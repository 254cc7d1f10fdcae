use anyhow::Context;
use clap::{Parser, Subcommand};
use gloss_annotate::ConllAnnotator;
use gloss_engine::{Translator, TranslatorConfig};
use gloss_lexicon::{compile, parse_json, CompiledLexicon, LexicalStore, MemoryLexicon};
use log::{info, LevelFilter};
use std::fs;
use std::path::{Path, PathBuf};

#[derive(Parser)]
#[command(author, version, about = "Rule-based English to sign gloss translation")]
struct Cli {
    /// Log rule selection and every dictionary decision
    #[arg(short, long, global = true)]
    verbose: bool,

    #[command(subcommand)]
    command: Command,
}

#[derive(Subcommand)]
enum Command {
    /// Validates a JSON dictionary and compiles it to the binary archive
    Compile {
        #[arg(short, long, value_name = "FILE")]
        input: PathBuf,

        #[arg(short, long, value_name = "FILE")]
        output: PathBuf,
    },

    /// Translates every paragraph of an annotation file and prints JSON
    Translate {
        /// Parser output in CoNLL format
        #[arg(short, long, value_name = "FILE")]
        annotations: PathBuf,

        /// JSON dictionary, or a compiled archive from `compile`
        #[arg(short, long, value_name = "FILE")]
        dictionary: PathBuf,

        #[arg(short, long, value_name = "FILE")]
        config: Option<PathBuf>,

        /// Overrides the configured target language
        #[arg(short, long)]
        language: Option<String>,

        /// Writes to this file instead of stdout
        #[arg(short, long, value_name = "FILE")]
        output: Option<PathBuf>,
    },
}

fn main() -> anyhow::Result<()> {
    let cli = Cli::parse();

    let mut logger = env_logger::Builder::from_env(env_logger::Env::default().default_filter_or("warn"));
    if cli.verbose {
        logger.filter_level(LevelFilter::Debug);
    }
    logger.init();

    match cli.command {
        Command::Compile { input, output } => compile_dictionary(&input, &output),
        Command::Translate {
            annotations,
            dictionary,
            config,
            language,
            output,
        } => {
            let mut settings = match config {
                Some(path) => {
                    let json = fs::read_to_string(&path)
                        .with_context(|| format!("reading config {:?}", path))?;
                    TranslatorConfig::from_json(&json).with_context(|| format!("parsing config {:?}", path))?
                }
                None => TranslatorConfig::default(),
            };
            if let Some(language) = language {
                settings = settings.with_language(language);
            }

            let input = fs::read_to_string(&annotations)
                .with_context(|| format!("reading annotations {:?}", annotations))?;
            let annotator = ConllAnnotator::parse(&input)?;

            let json = if is_json(&dictionary) {
                let store = MemoryLexicon::from_json(&fs::read_to_string(&dictionary)?)?;
                translate(annotator, store, settings)?
            } else {
                let store = CompiledLexicon::from_bytes(&fs::read(&dictionary)?)?;
                translate(annotator, store, settings)?
            };

            match output {
                Some(path) => fs::write(&path, json)?,
                None => println!("{}", json),
            }
            Ok(())
        }
    }
}

fn is_json(path: &Path) -> bool {
    path.extension().map_or(false, |ext| ext.eq_ignore_ascii_case("json"))
}

fn compile_dictionary(input: &Path, output: &Path) -> anyhow::Result<()> {
    println!("📖 Reading JSON from {:?}...", input);
    let lexicon = parse_json(&fs::read_to_string(input)?)?;

    println!(
        "⚙️  Compiling dictionary version {} with {} entries...",
        lexicon.version,
        lexicon.entries.len()
    );
    let bytes = compile(&lexicon)?;
    fs::write(output, &bytes)?;

    println!("✅ Success! Binary written to {:?}", output);
    Ok(())
}

fn translate<S: LexicalStore>(
    annotator: ConllAnnotator,
    store: S,
    config: TranslatorConfig,
) -> anyhow::Result<String> {
    let paragraphs = annotator.texts();
    info!(
        "Translating {} paragraph(s) into '{}'",
        paragraphs.len(),
        config.target_language
    );

    let translator = Translator::new(annotator, store, config);
    let translations = translator.translate(&paragraphs)?;
    Ok(serde_json::to_string_pretty(&translations)?)
}
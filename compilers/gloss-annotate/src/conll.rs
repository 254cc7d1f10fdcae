use nom::{
    bytes::complete::take_till1,
    character::complete::{char, digit1},
    combinator::{all_consuming, map_res, opt},
    sequence::{preceded, terminated, tuple},
    IResult,
};

/// One token row exactly as the annotator wrote it.
///
/// Columns: `ID FORM LEMMA UPOS XPOS HEAD DEPREL [ENT]`, tab separated.
/// `HEAD` is 1-based with `0` for the root; `ENT` is `_`, `O` or absent when
/// the token is not part of a named entity.
#[derive(Debug, Clone, PartialEq, Eq)]
pub struct Row<'a> {
    pub id: usize,
    pub form: &'a str,
    pub lemma: &'a str,
    pub upos: &'a str,
    pub xpos: &'a str,
    pub head: usize,
    pub deprel: &'a str,
    pub entity: Option<&'a str>,
}

#[derive(Debug, Clone, PartialEq, Eq)]
pub enum Line<'a> {
    Row(Row<'a>),
    /// `# newpar`: the following sentences open a new paragraph.
    NewParagraph,
    /// `# text = ...`: the raw text of the sentence that follows.
    Text(&'a str),
    /// Any other `#` comment.
    Comment,
    /// Sentence boundary.
    Blank,
}

fn tab(input: &str) -> IResult<&str, char> {
    char('\t')(input)
}

fn column(input: &str) -> IResult<&str, &str> {
    take_till1(|c| c == '\t')(input)
}

fn index(input: &str) -> IResult<&str, usize> {
    map_res(digit1, str::parse::<usize>)(input)
}

pub fn parse_row(input: &str) -> IResult<&str, Row<'_>> {
    let (rest, (id, form, lemma, upos, xpos, head, deprel)) = tuple((
        terminated(index, tab),
        terminated(column, tab),
        terminated(column, tab),
        terminated(column, tab),
        terminated(column, tab),
        terminated(index, tab),
        column,
    ))(input)?;
    let (rest, entity) = opt(preceded(tab, column))(rest)?;

    let entity = entity.filter(|e| *e != "_" && *e != "O");

    Ok((
        rest,
        Row { id, form, lemma, upos, xpos, head, deprel, entity },
    ))
}

/// Classifies one physical line. `None` means the line is not valid annotation.
pub fn classify_line(raw: &str) -> Option<Line<'_>> {
    let line = raw.trim_end_matches(['\r', '\n']);

    if line.trim().is_empty() {
        return Some(Line::Blank);
    }

    if let Some(comment) = line.strip_prefix('#') {
        let comment = comment.trim();
        if comment.starts_with("newpar") {
            return Some(Line::NewParagraph);
        }
        if let Some(text) = comment.strip_prefix("text") {
            if let Some(text) = text.trim_start().strip_prefix('=') {
                return Some(Line::Text(text.trim()));
            }
        }
        return Some(Line::Comment);
    }

    all_consuming(parse_row)(line).ok().map(|(_, row)| Line::Row(row))
}

#[cfg(test)]
mod tests {
    use super::*;

    #[test]
    fn test_row_with_entity() {
        let (_, row) = parse_row("3\t40\t40\tNUM\tCD\t4\tnummod\tCARDINAL").unwrap();
        assert_eq!(row.id, 3);
        assert_eq!(row.form, "40");
        assert_eq!(row.head, 4);
        assert_eq!(row.deprel, "nummod");
        assert_eq!(row.entity, Some("CARDINAL"));
    }

    #[test]
    fn test_row_without_entity_column() {
        let (rest, row) = parse_row("1\tShe\tshe\tPRON\tPRP\t2\tnsubj").unwrap();
        assert!(rest.is_empty());
        assert_eq!(row.entity, None);

        let (_, row) = parse_row("1\tShe\tshe\tPRON\tPRP\t2\tnsubj\t_").unwrap();
        assert_eq!(row.entity, None);
    }

    #[test]
    fn test_line_classification() {
        assert_eq!(classify_line(""), Some(Line::Blank));
        assert_eq!(classify_line("   \r"), Some(Line::Blank));
        assert_eq!(classify_line("# newpar"), Some(Line::NewParagraph));
        assert_eq!(classify_line("# newpar id = p2"), Some(Line::NewParagraph));
        assert_eq!(classify_line("# text = She eats an apple."), Some(Line::Text("She eats an apple.")));
        assert_eq!(classify_line("# sent_id = 1"), Some(Line::Comment));
        assert!(matches!(classify_line("2\teats\teat\tVERB\tVBZ\t0\tROOT\r"), Some(Line::Row(_))));
    }

    #[test]
    fn test_malformed_rows_are_rejected() {
        // Missing columns
        assert_eq!(classify_line("1\tShe\tshe"), None);
        // Multiword token ranges are not supported
        assert_eq!(classify_line("1-2\tdon't\t_\t_\t_\t_\t_"), None);
        // Non-numeric head
        assert_eq!(classify_line("1\tShe\tshe\tPRON\tPRP\tx\tnsubj"), None);
    }
}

Task brief — Which of the lines above mention the word "annotations"? Pull those lines out.

Exercise solution —
        annotations: PathBuf,
            annotations,
            let input = fs::read_to_string(&annotations)
                .with_context(|| format!("reading annotations {:?}", annotations))?;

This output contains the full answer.